Sagittarians Nurse Edith Cavell, Generalissimo Francisco Franco and comedian Ronnie Corbett.

Can there ever be a more convincing case against astrology than simply taking a look at the bizarre list of people with whom you share a birth date? Not everyone finds Ronnie Corbett funny but he sure knocks the spots off Franco who, even among fascist dictators, was considered pretty dour company. As for Edith Cavell, the only thing she and I have in common is that we both broke local regulations in Belgium. Nurse Cavell was caught smuggling British troops through enemy lines, while I was apprehended taking my own wine onto the Eurostar.

No, astrology, like most arbitrary attempts to group human beings, is deeply flawed. I once attended an event where three of us were being promoted as New Welsh Novelists. The only thing we found in common was that we had all been born in England. School was even more absurd. For no reason at all I was put in "Beaufort" and given a red rugby shirt to wear. Despite the fat that most of my friends were in "Howard" and wore blue, house-loyalty decreed that once a week I was obliged to help my fellow redshirts kick and trample them.

Loyalty to an institution is inherently bizarre. Just because you live in the same catchment area with other young thugs, why band together and go around beating up people from other catchment areas?

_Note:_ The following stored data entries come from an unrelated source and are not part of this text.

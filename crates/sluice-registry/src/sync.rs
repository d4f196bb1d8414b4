// SPDX-License-Identifier: PolyForm-Noncommercial-1.0.0
// Copyright (c) 2025 Sylvex. All rights reserved.

//! Registry synchronization.
//!
//! [`RegistrySync`] upserts descriptors and posts value-change events. The
//! upsert is a read-then-write sequence:
//!
//! ```text
//! GET <lookup path>
//!   ├── empty (null, {}, [], no body, 404) ──► POST <collection>
//!   └── anything else                      ──► PUT  <collection>
//! ```
//!
//! The sequence is not atomic. It is only correct with a single writer per
//! natural key; a conditional-write scheme would go here.
//!
//! Transport failures never reach the caller. They are logged and reported
//! as [`SyncOutcome::Failed`]; nothing is queued or retried.

use std::fmt;
use std::sync::Arc;

use serde::Serialize;
use serde_json::Value;
use sluice_core::{GatewayError, ValueChangeEvent};
use tracing::{debug, warn};

use crate::descriptor::{ServerDescriptor, SubscriptionDescriptor, SERVERS_PATH, SUBSCRIPTIONS_PATH};
use crate::transport::{is_empty_document, RegistryTransport};

/// Result of a registry operation.
#[derive(Debug, Clone, Copy, PartialEq, Eq)]
pub enum SyncOutcome {
    /// The record was absent and has been created.
    Created,
    /// The record existed and has been replaced.
    Updated,
    /// The event has been posted.
    Posted,
    /// The event carried no payload and was not sent.
    Dropped,
    /// A transport call failed; the operation is lost.
    Failed,
}

impl SyncOutcome {
    /// Returns `true` if the registry accepted the write.
    pub const fn is_success(&self) -> bool {
        matches!(self, Self::Created | Self::Updated | Self::Posted)
    }
}

impl fmt::Display for SyncOutcome {
    fn fmt(&self, f: &mut fmt::Formatter<'_>) -> fmt::Result {
        let name = match self {
            Self::Created => "created",
            Self::Updated => "updated",
            Self::Posted => "posted",
            Self::Dropped => "dropped",
            Self::Failed => "failed",
        };
        f.write_str(name)
    }
}

/// Descriptor upsert and event posting against one registry transport.
#[derive(Clone)]
pub struct RegistrySync {
    transport: Arc<dyn RegistryTransport>,
    events_path: String,
}

impl RegistrySync {
    /// Creates a sync over `transport`, posting events to `/events`.
    pub fn new(transport: Arc<dyn RegistryTransport>) -> Self {
        Self {
            transport,
            events_path: sluice_config::schema::DEFAULT_EVENTS_PATH.to_string(),
        }
    }

    /// Sets the collection receiving value-change events.
    pub fn with_events_path(mut self, path: impl Into<String>) -> Self {
        self.events_path = path.into();
        self
    }

    /// Returns the event collection path.
    pub fn events_path(&self) -> &str {
        &self.events_path
    }

    /// Returns the underlying transport.
    pub fn transport(&self) -> &Arc<dyn RegistryTransport> {
        &self.transport
    }

    /// Upserts a server descriptor.
    pub async fn upsert_server(&self, descriptor: &ServerDescriptor) -> SyncOutcome {
        self.upsert(&descriptor.lookup_path(), SERVERS_PATH, descriptor)
            .await
    }

    /// Upserts a subscription descriptor.
    pub async fn upsert_subscription(&self, descriptor: &SubscriptionDescriptor) -> SyncOutcome {
        self.upsert(&descriptor.lookup_path(), SUBSCRIPTIONS_PATH, descriptor)
            .await
    }

    /// Posts a value-change event if it carries a payload.
    pub async fn post_event(&self, event: &ValueChangeEvent) -> SyncOutcome {
        if !event.has_payload() {
            debug!(
                server_id = event.server_id,
                namespace_index = event.namespace_index,
                identifier = %event.identifier,
                "Dropping event without payload"
            );
            return SyncOutcome::Dropped;
        }

        let body = match serde_json::to_value(event) {
            Ok(body) => body,
            Err(e) => {
                warn!(error = %e, "Failed to encode event");
                return SyncOutcome::Failed;
            }
        };

        match self.transport.post(&self.events_path, &body).await {
            Ok(_) => SyncOutcome::Posted,
            Err(e) => {
                let err = GatewayError::from(e);
                warn!(error = %err, identifier = %event.identifier, "Event lost");
                SyncOutcome::Failed
            }
        }
    }

    /// Fetches every registered server, or `None` if the listing failed.
    pub async fn list_servers(&self) -> Option<Vec<Value>> {
        self.list(SERVERS_PATH).await
    }

    /// Fetches every registered subscription, or `None` if the listing failed.
    pub async fn list_subscriptions(&self) -> Option<Vec<Value>> {
        self.list(SUBSCRIPTIONS_PATH).await
    }

    /// Releases the transport.
    pub async fn release(&self) {
        if let Err(e) = self.transport.close().await {
            warn!(error = %e, "Failed to release registry transport");
        }
    }

    async fn upsert<T: Serialize>(&self, lookup: &str, collection: &str, descriptor: &T) -> SyncOutcome {
        let body = match serde_json::to_value(descriptor) {
            Ok(body) => body,
            Err(e) => {
                warn!(error = %e, path = collection, "Failed to encode descriptor");
                return SyncOutcome::Failed;
            }
        };

        let existing = match self.transport.get(lookup).await {
            Ok(existing) => existing,
            Err(e) => {
                warn!(error = %GatewayError::from(e), "Descriptor lookup failed, skipping upsert");
                return SyncOutcome::Failed;
            }
        };

        let (result, outcome) = if is_empty_document(&existing) {
            (self.transport.post(collection, &body).await, SyncOutcome::Created)
        } else {
            (self.transport.put(collection, &body).await, SyncOutcome::Updated)
        };

        match result {
            Ok(_) => {
                debug!(path = lookup, %outcome, "Descriptor synchronized");
                outcome
            }
            Err(e) => {
                warn!(error = %GatewayError::from(e), "Descriptor write failed");
                SyncOutcome::Failed
            }
        }
    }

    async fn list(&self, path: &str) -> Option<Vec<Value>> {
        match self.transport.get(path).await {
            Ok(Value::Array(items)) => Some(items),
            Ok(doc) if is_empty_document(&doc) => Some(Vec::new()),
            Ok(_) => {
                warn!(path, "Registry listing is not an array");
                None
            }
            Err(e) => {
                warn!(error = %GatewayError::from(e), "Registry listing failed");
                None
            }
        }
    }
}

impl fmt::Debug for RegistrySync {
    fn fmt(&self, f: &mut fmt::Formatter<'_>) -> fmt::Result {
        f.debug_struct("RegistrySync")
            .field("transport", &self.transport.name())
            .field("events_path", &self.events_path)
            .finish()
    }
}

// =============================================================================
// Tests
// =============================================================================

To be honest, the only group loyalty I've ever really understood was to my own school year-group. This was because when I arrived, at the age of 11, a second-year pupil grabbed my cap, kicked it into a puddle and swore at me. Common suffering forged a bond of brotherhood and in due course we, as second years, inculcated that same blood brotherhood. Maybe it is only when a group of people suffer together that they truly unite against a common foe. The institutionalised school bullying of my generation had its own perverse purpose, just as the Blitz united Londoners.

Maybe if Franco, Ronnie, and Edith had had their caps stolen too I might be happier to be celebrating their birthdays on Monday.